Below are entries. Reproduce exactly the lines between the line holding "pub const RELOAD_FAILED: MetricDef" and the line holding "mod overrides;", inclusive, and only those.

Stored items
......

//! Metrics definitions for space reloading.

use shared::metrics_defs::{MetricDef, MetricType};

pub const RELOAD_UPDATED: MetricDef = MetricDef {
    name: "reload.updated",
    metric_type: MetricType::Counter,
    description: "Number of reloads that published a new experiment space",
};

pub const RELOAD_UNCHANGED: MetricDef = MetricDef {
    name: "reload.unchanged",
    metric_type: MetricType::Counter,
    description: "Number of reloads skipped because the payload version was already active",
};

pub const RELOAD_ABSENT: MetricDef = MetricDef {
    name: "reload.absent",
    metric_type: MetricType::Counter,
    description: "Number of reloads skipped because the loader had no payload",
};

pub const RELOAD_FAILED: MetricDef = MetricDef {
    name: "reload.failed",
    metric_type: MetricType::Counter,
    description: "Number of reloads that failed to load or deserialize a payload",
};

pub const RELOAD_DURATION: MetricDef = MetricDef {
    name: "reload.duration",
    metric_type: MetricType::Histogram,
    description: "Time to complete a reload attempt in seconds",
};

pub const ALL_METRICS: &[MetricDef] = &[
    RELOAD_UPDATED,
    RELOAD_UNCHANGED,
    RELOAD_ABSENT,
    RELOAD_FAILED,
    RELOAD_DURATION,
];
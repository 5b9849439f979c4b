//! Composition of flag values from a base value and conditional modifiers.

mod calculator;
mod modifier;
mod operator;
mod overrides;

pub use calculator::FlagValueCalculator;
pub use modifier::Modifier;
pub use operator::AssociativeOperator;
pub use overrides::FlagValueOverride;

use crate::value::FlagType;

#[derive(thiserror::Error, Debug, Clone, PartialEq)]
pub enum CalculateError {
    #[error("no operator {name:?} for {flag_type} values")]
    UnknownOperator { name: String, flag_type: FlagType },

    #[error("operator {operator} cannot combine {flag_type} values")]
    OperatorMismatch {
        operator: AssociativeOperator,
        flag_type: FlagType,
    },

    #[error("expected a {expected} value, found {actual}")]
    TypeMismatch { expected: FlagType, actual: FlagType },
}

fn check_type(expected: FlagType, actual: FlagType) -> Result<(), CalculateError> {
    if expected != actual {
        return Err(CalculateError::TypeMismatch { expected, actual });
    }
    Ok(())
}
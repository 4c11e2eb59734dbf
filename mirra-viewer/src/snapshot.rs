//! Binary PPM (P6) snapshots of changed frames.

use std::fs::File;
use std::io::{self, BufWriter, Write};
use std::path::{Path, PathBuf};
use std::sync::atomic::{AtomicU64, Ordering};

use mirra_core::FrameBuffer;
use mirra_core::frame::BYTES_PER_PIXEL;

/// Encode `frame` as a P6 image. Frames are BGR; PPM wants RGB.
pub fn write_ppm<W: Write>(out: &mut W, frame: &FrameBuffer) -> io::Result<()> {
    write!(out, "P6\n{} {}\n255\n", frame.width(), frame.height())?;
    for y in 0..frame.height() {
        let row: Vec<u8> = frame
            .row(y)
            .chunks_exact(BYTES_PER_PIXEL)
            .flat_map(|bgr| [bgr[2], bgr[1], bgr[0]])
            .collect();
        out.write_all(&row)?;
    }
    Ok(())
}

/// Writes numbered snapshots into one directory.
#[derive(Debug)]
pub struct SnapshotWriter {
    dir: PathBuf,
    next: AtomicU64,
}

impl SnapshotWriter {
    /// Create `dir` if needed.
    pub fn new(dir: impl Into<PathBuf>) -> io::Result<Self> {
        let dir = dir.into();
        std::fs::create_dir_all(&dir)?;
        Ok(Self {
            dir,
            next: AtomicU64::new(0),
        })
    }

    pub fn dir(&self) -> &Path {
        &self.dir
    }

    /// Write the next snapshot and return its path.
    pub fn save(&self, frame: &FrameBuffer) -> io::Result<PathBuf> {
        let n = self.next.fetch_add(1, Ordering::Relaxed);
        let path = self.dir.join(format!("change-{n:06}.ppm"));
        let mut out = BufWriter::new(File::create(&path)?);
        write_ppm(&mut out, frame)?;
        out.flush()?;
        Ok(path)
    }
}
//! # mirra-core
//!
//! Client-side driver for screen-mirroring servers running on a remote
//! device.
//!
//! This crate contains:
//! - **Session**: lifecycle (`run` / `spawn` / `stop`) and shared state
//! - **Handshake**: the two-channel bootstrap and its fixed wire layout
//! - **Engine**: the non-blocking stream loop feeding a `FrameDecoder`
//! - **Change**: mean-difference change detection between frames
//! - **Events**: ordered init / frame / change callbacks
//! - **Control**: serialized writes on the control channel
//! - **Transport**: `DeviceTransport` with adb and direct TCP backends
//! - **Error**: `MirrorError`, a typed `thiserror` error hierarchy

pub mod change;
pub mod channel;
pub mod config;
pub mod control;
pub mod decoder;
mod engine;
pub mod error;
pub mod events;
pub mod frame;
pub mod handshake;
pub mod session;
pub mod transport;

// ── Re-exports for ergonomic usage ───────────────────────────────

pub use change::{is_changed, mean_abs_diff};
pub use channel::{Channel, ReadOutcome};
pub use config::{ServerParams, SessionConfig};
pub use control::ControlSender;
pub use decoder::{FrameDecoder, RawFrameDecoder};
pub use error::{CallbackError, CallbackResult, MirrorError};
pub use events::{EventKind, EventRegistry, FrameKind, ListenerId};
pub use frame::{FrameBuffer, Resolution};
pub use handshake::HandshakeHeader;
pub use session::{Session, StreamHandle, StreamSnapshot, StreamStats};
pub use transport::{AdbTransport, DeviceTransport, DirectTransport, RemoteProcess};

......

Exercise result:
pub const RELOAD_FAILED: MetricDef = MetricDef {
    name: "reload.failed",
    metric_type: MetricType::Counter,
    description: "Number of reloads that failed to load or deserialize a payload",
};

pub const RELOAD_DURATION: MetricDef = MetricDef {
    name: "reload.duration",
    metric_type: MetricType::Histogram,
    description: "Time to complete a reload attempt in seconds",
};

pub const ALL_METRICS: &[MetricDef] = &[
    RELOAD_UPDATED,
    RELOAD_UNCHANGED,
    RELOAD_ABSENT,
    RELOAD_FAILED,
    RELOAD_DURATION,
];
repository 5b9849439f979c4b
//! Composition of flag values from a base value and conditional modifiers.

mod calculator;
mod modifier;
mod operator;
mod overrides;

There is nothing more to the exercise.